9.3. A faceted structure to organize and access resources in a virtual library in education
The use of faceted structures to organize and access specialized digital resources is not yet widespread, even if it seems obvious that contemporary networks constitute the ideal environment for implementing the analytico-synthetic principles and practices suggested by S.R. Ranganathan in the 1930s. The facet is a characteristic, an indicator, a criterion that may be used to subdivide a class or a set of objects in homogenous subsets. Age, gender or place of residence, for example, are facets that can be used to create subsets of persons. The same facets can be used to identify fairly precisely each member of the original group: thus, X is a woman, belonging to the 30-39 age group, residing in the Montérégie administrative region of Quebec, etc. A facet may be usable with any group of objects or subjects (for example, agent, process, property, method), or apply only to certain categories of concepts and objects or within a single discipline (for example, educational level or source of financing, in education).
152 Digital Libraries
When a choice has been made to work with a faceted structure rather than with a strictly hierarchical structure, classifying an information resource no longer consists of locating its main subject on a pre-drawn thematic map; rather, it requires a complete analysis of the subject using in turn all facets or perspectives from which it can be considered. The subject can then be represented very precisely. Intellectually, the faceted classification offers several benefits:
1) Starting with a much smaller number of distinct classes, it authorizes a much more refined representation of many subjects than enumerative classifications (such as the DDC or the UDC) do.

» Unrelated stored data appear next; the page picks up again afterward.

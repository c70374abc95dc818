use std::cmp::Ordering;

use tracing::{debug, warn};

use crate::common::{
    compare_attrs, AttrType, Attribute, BlockNum, IndexId, Op, RecId, RelId, Result, StoreError,
    ATTRCAT_RELID, RELCAT_RELID,
};
use crate::engine::StorageEngine;
use crate::storage::block::{BlockBuffer, BlockType, IndInternal, IndLeaf, LeafEntry, RecBuffer};

impl StorageEngine {
    /// Returns the next indexed record after the attribute's search cursor
    /// whose key satisfies `op` against `value`, moving the cursor onto its
    /// leaf entry. `None` when no further entry matches.
    pub fn bplus_search(
        &mut self,
        rel_id: RelId,
        attr_name: &str,
        value: &Attribute,
        op: Op,
    ) -> Result<Option<RecId>> {
        let attr = self.open_rels.attr_cat_entry(rel_id, attr_name)?;
        let ty = attr.attr_type;
        let root = attr.root_block;

        let (mut block, mut index) = match self.open_rels.attr_search_index(rel_id, attr_name)? {
            Some(prev) => (Some(prev.block), prev.index + 1),
            None => match root {
                Some(root) => (Some(self.descend(root, value, op, ty)?), 0),
                None => return Ok(None),
            },
        };

        while let Some(current) = block {
            let leaf = IndLeaf::open(&self.pool, current)?;
            let head = leaf.header(&mut self.pool)?;
            let entries = leaf.entries(&mut self.pool, ty)?;

            for (i, entry) in entries.iter().enumerate().skip(index) {
                let ord = compare_attrs(&entry.key, value);
                if op.matches(ord) {
                    self.open_rels.set_attr_search_index(
                        rel_id,
                        attr_name,
                        Some(IndexId::new(current, i)),
                    )?;
                    return Ok(Some(entry.rec_id));
                }
                // keys only grow from here
                if matches!(op, Op::Eq | Op::Le | Op::Lt) && ord == Ordering::Greater {
                    return Ok(None);
                }
            }

            block = head.rblock;
            index = 0;
        }
        Ok(None)
    }

    /// Walks from `root` to the leaf where a search for `value` under `op`
    /// has to start.
    fn descend(&mut self, root: BlockNum, value: &Attribute, op: Op, ty: AttrType) -> Result<BlockNum> {
        let mut block = root;
        loop {
            let node = match BlockBuffer::load(&mut self.pool, block)? {
                BlockBuffer::Leaf(_) => return Ok(block),
                BlockBuffer::Internal(node) => node,
                BlockBuffer::Record(_) => return Err(StoreError::InvalidBlock(block)),
            };
            let entries = node.entries(&mut self.pool, ty)?;
            let (first, last) = match (entries.first(), entries.last()) {
                (Some(first), Some(last)) => (first, last),
                _ => return Err(StoreError::InvalidBlock(block)),
            };

            block = match op {
                Op::Ne | Op::Lt | Op::Le => first.lchild,
                Op::Eq | Op::Ge | Op::Gt => entries
                    .iter()
                    .find(|e| {
                        let ord = compare_attrs(&e.key, value);
                        if op == Op::Gt {
                            ord == Ordering::Greater
                        } else {
                            ord != Ordering::Less
                        }
                    })
                    .map_or(last.rchild, |e| e.lchild),
            };
        }
    }

    /// Leaf that a new entry with key `value` belongs in. Equal keys go left.
    pub(crate) fn find_leaf_to_insert(
        &mut self,
        root: BlockNum,
        value: &Attribute,
        ty: AttrType,
    ) -> Result<BlockNum> {
        let mut block = root;
        loop {
            let node = match BlockBuffer::load(&mut self.pool, block)? {
                BlockBuffer::Leaf(_) => return Ok(block),
                BlockBuffer::Internal(node) => node,
                BlockBuffer::Record(_) => return Err(StoreError::InvalidBlock(block)),
            };
            let entries = node.entries(&mut self.pool, ty)?;
            block = entries
                .iter()
                .find(|e| compare_attrs(&e.key, value) != Ordering::Less)
                .map(|e| e.lchild)
                .or_else(|| entries.last().map(|e| e.rchild))
                .ok_or(StoreError::InvalidBlock(block))?;
        }
    }

    /// Builds a B+ tree over every existing record of the relation.
    /// Does nothing if the attribute is already indexed.
    pub fn bplus_create(&mut self, rel_id: RelId, attr_name: &str) -> Result<()> {
        if rel_id == RELCAT_RELID || rel_id == ATTRCAT_RELID {
            return Err(StoreError::NotPermitted);
        }
        let mut attr = self.open_rels.attr_cat_entry(rel_id, attr_name)?.clone();
        if attr.root_block.is_some() {
            return Ok(());
        }

        let root = IndLeaf::new(&mut self.pool)?;
        attr.root_block = Some(root.block_num());
        self.open_rels.set_attr_cat_entry(rel_id, attr_name, attr.clone())?;
        self.open_rels.reset_attr_search_index(rel_id, attr_name)?;

        let types = self.open_rels.get(rel_id)?.attr_types();
        let mut block = self.open_rels.rel_cat_entry(rel_id)?.first_blk;
        let mut num_keys = 0;
        while let Some(current) = block {
            let buffer = RecBuffer::open(&self.pool, current)?;
            let head = buffer.header(&mut self.pool)?;
            let slot_map = buffer.slot_map(&mut self.pool)?;

            for (slot, state) in slot_map.iter().enumerate() {
                if !state.is_occupied() {
                    continue;
                }
                let record = buffer.record(&mut self.pool, slot, &types)?;
                self.bplus_insert(rel_id, attr_name, &record[attr.offset], RecId::new(current, slot))?;
                num_keys += 1;
            }
            block = head.rblock;
        }

        debug!(rel_id, attr = attr_name, root = %root.block_num(), num_keys, "created index");
        Ok(())
    }

    /// Adds `(value, rec_id)` to the attribute's tree.
    ///
    /// If the tree cannot grow because the disk is full, the whole tree is
    /// destroyed, the attribute is left unindexed and `DiskFull` returned.
    pub fn bplus_insert(
        &mut self,
        rel_id: RelId,
        attr_name: &str,
        value: &Attribute,
        rec_id: RecId,
    ) -> Result<()> {
        let attr = self.open_rels.attr_cat_entry(rel_id, attr_name)?;
        let ty = attr.attr_type;
        let root = attr.root_block.ok_or(StoreError::NoIndex)?;

        let leaf = self.find_leaf_to_insert(root, value, ty)?;
        let entry = LeafEntry {
            key: value.clone(),
            rec_id,
        };
        match self.insert_into_leaf(rel_id, attr_name, leaf, entry, ty) {
            Err(StoreError::DiskFull) => {
                warn!(rel_id, attr = attr_name, "disk full while growing index, destroying it");
                self.bplus_destroy(root)?;
                let mut attr = self.open_rels.attr_cat_entry(rel_id, attr_name)?.clone();
                attr.root_block = None;
                self.open_rels.set_attr_cat_entry(rel_id, attr_name, attr)?;
                self.open_rels.reset_attr_search_index(rel_id, attr_name)?;
                Err(StoreError::DiskFull)
            }
            other => other,
        }
    }

    /// Releases every block of the tree rooted at `block`.
    pub fn bplus_destroy(&mut self, block: BlockNum) -> Result<()> {
        if block.as_u32() >= self.pool.disk_blocks() {
            return Err(StoreError::OutOfBound);
        }
        match self.pool.block_type(block) {
            Some(BlockType::IndLeaf) => {
                IndLeaf::open(&self.pool, block)?.release(&mut self.pool);
            }
            Some(BlockType::IndInternal) => {
                let node = IndInternal::open(&self.pool, block)?;
                for child in node.children(&mut self.pool)? {
                    self.bplus_destroy(child)?;
                }
                node.release(&mut self.pool);
            }
            _ => return Err(StoreError::InvalidBlock(block)),
        }
        Ok(())
    }
}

2) It is more flexible and adapts easily to conceptual evolution and renewal; it is always possible to modify isolates or values attached to a facet, or even to add a facet, without affecting to a large extent the global structure of the system.
3) When explicit facets are used to organize and access subjects and collections, it becomes possible to optimize automated search strategies since a subject may then be retrieved using any one of the facets that has been used to describe it
.
Several knowledge organization specialists have shown a definite interest in facets in their discussion of organization and access to web resources [BRO 02, ELL 00, LAB 06]. Van der Walt [VAN 04] and Zins and Guttmann [ZIN 00] have designed faceted structures to describe and classify specific domains; we used these structures as examples in designing our own proposal for an alternative to a strictly hierarchical structuring of virtual collections in education.
Our structure was developed in several stages, using a deductive approach strongly dependent on literary warrant: 1) creation of a sample virtual collection of web resources in education; 2) classification of each resource using a traditional classification scheme (DDC), as well as the structure used by The Educator’s Reference Desk (ERD); 3) indexing of each resource using a traditional thesaurus:
EDUthès: Thésaurus de l’éducation (http://www.cdc.qc.ca/eduthes.html), and design of a bank of candidate descriptors and potential isolates; 4) identification of structural facets needed for content analysis and representation; 5) construction of the faceted structure.